> What is being asked: Output, without any change, the listing below from its opening line up to and including the line with "let config = Config::load_or_create().map_err(|e|".

> Information:

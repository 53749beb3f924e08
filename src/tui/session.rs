use std::io;

use crossterm::{
    event::{self, DisableMouseCapture, EnableMouseCapture, Event as TermEvent, KeyCode, KeyEventKind},
    execute,
    terminal::{EnterAlternateScreen, LeaveAlternateScreen, disable_raw_mode, enable_raw_mode},
};
use ratatui::{Terminal, backend::CrosstermBackend};

use crate::cli::CliOptions;
use crate::tui::{presentation::ui, sample_events::add_sample_events};
use termcal::{
    app::{AppState, Mode, ViewType},
    calendar::{EventChange, EventStore, StoreError, UuidIdGenerator},
    input::{insert_mode, normal_mode},
    storage::config::Config,
    ui::theme::Theme,
};

pub fn run_tui(options: CliOptions) -> Result<(), io::Error> {
    let config = Config::load_or_create().map_err(|e| io::Error::other(e.to_string()))?;

    enable_raw_mode()?;
    let mut stdout = io::stdout();
    execute!(stdout, EnterAlternateScreen, EnableMouseCapture)?;
    let backend = CrosstermBackend::new(stdout);
    let mut terminal = Terminal::new(backend)?;

    let theme = Theme::get_by_name(options.theme.as_deref().unwrap_or(&config.ui.theme));
    let view = options.view.unwrap_or_else(|| default_view(&config));

    let store = EventStore::new(Box::new(UuidIdGenerator));
    let mut app = AppState::new(store).with_theme(theme).with_view(view);

    if options.sample {
        add_sample_events(&mut app);
    }

    let res = run_app(&mut terminal, &mut app, config.ui.hour_height);

    disable_raw_mode()?;
    execute!(
        terminal.backend_mut(),
        LeaveAlternateScreen,
        DisableMouseCapture
    )?;
    terminal.show_cursor()?;

    if let Err(err) = res {
        println!("Error: {:?}", err);
    }

    Ok(())
}

fn default_view(config: &Config) -> ViewType {
    match config.ui.default_view.to_lowercase().as_str() {
        "week" => ViewType::Week,
        _ => ViewType::Month,
    }
}

fn run_app<B: ratatui::backend::Backend>(
    terminal: &mut Terminal<B>,
    app: &mut AppState,
    hour_height: f64,
) -> io::Result<()> {
    loop {
        terminal.draw(|f| ui(f, app, hour_height))?;

        if let TermEvent::Key(key) = event::read()?
            && key.kind == KeyEventKind::Press
        {
            match app.mode {
                Mode::Normal => {
                    if key.code == KeyCode::Char('q') {
                        return Ok(());
                    }
                    normal_mode::handle_key(key.code, app);
                }
                Mode::Insert => match key.code {
                    KeyCode::Esc => cancel_event_form(app),
                    KeyCode::Enter => save_event_form(app),
                    code => insert_mode::handle_key(code, app),
                },
                Mode::Confirm => match key.code {
                    KeyCode::Char('y') | KeyCode::Char('Y') | KeyCode::Enter => confirm_delete(app),
                    KeyCode::Char('n') | KeyCode::Char('N') | KeyCode::Esc => cancel_delete(app),
                    _ => {}
                },
            }
        }

        for change in app.store.take_changes() {
            match change {
                EventChange::Added(event) => {
                    tracing::info!("Event added: {} ({})", event.title, event.id);
                }
                EventChange::Updated(event) => {
                    tracing::info!("Event updated: {} ({})", event.title, event.id);
                }
                EventChange::Removed { id } => {
                    tracing::info!("Event removed: {}", id);
                }
            }
        }
    }
}

fn cancel_event_form(app: &mut AppState) {
    app.event_form = None;
    app.mode = Mode::Normal;
}

fn save_event_form(app: &mut AppState) {
    let Some(form) = app.event_form.as_mut() else {
        return;
    };

    form.normalize_time_buffers();
    let draft = form.to_draft();
    let editing = form.event_id.clone();

    let result = match editing {
        Some(id) => app.store.update(&id, draft),
        None => app.store.add(draft),
    };

    match result {
        Ok(event) => {
            app.status = Some(format!("Saved \"{}\"", event.title));
            app.select_date(Some(event.start.date()));
            app.event_form = None;
            app.mode = Mode::Normal;
        }
        Err(StoreError::Invalid(errors)) => {
            tracing::warn!("Event rejected by validation: {}", errors);
            if let Some(form) = app.event_form.as_mut() {
                form.errors = errors;
            }
        }
        Err(StoreError::NotFound(id)) => {
            tracing::error!("Tried to update a missing event: {}", id);
            app.status = Some("Event no longer exists".to_string());
            app.event_form = None;
            app.mode = Mode::Normal;
        }
    }
}

fn confirm_delete(app: &mut AppState) {
    if let Some(id) = app.pending_delete.take() {
        match app.store.remove(&id) {
            Some(event) => {
                app.status = Some(format!("Deleted \"{}\"", event.title));
                app.reset_event_selection();
            }
            None => {
                app.status = Some("Event no longer exists".to_string());
            }
        }
    }
    app.mode = Mode::Normal;
}

fn cancel_delete(app: &mut AppState) {
    app.pending_delete = None;
    app.mode = Mode::Normal;
}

> Task result:
repository 53749beb3f924e08
filename src/tui/session.rs
use std::io;

use crossterm::{
    event::{self, DisableMouseCapture, EnableMouseCapture, Event as TermEvent, KeyCode, KeyEventKind},
    execute,
    terminal::{EnterAlternateScreen, LeaveAlternateScreen, disable_raw_mode, enable_raw_mode},
};
use ratatui::{Terminal, backend::CrosstermBackend};

use crate::cli::CliOptions;
use crate::tui::{presentation::ui, sample_events::add_sample_events};
use termcal::{
    app::{AppState, Mode, ViewType},
    calendar::{EventChange, EventStore, StoreError, UuidIdGenerator},
    input::{insert_mode, normal_mode},
    storage::config::Config,
    ui::theme::Theme,
};

pub fn run_tui(options: CliOptions) -> Result<(), io::Error> {
    let config = Config::load_or_create().map_err(|e| io::Error::other(e.to_string()))?;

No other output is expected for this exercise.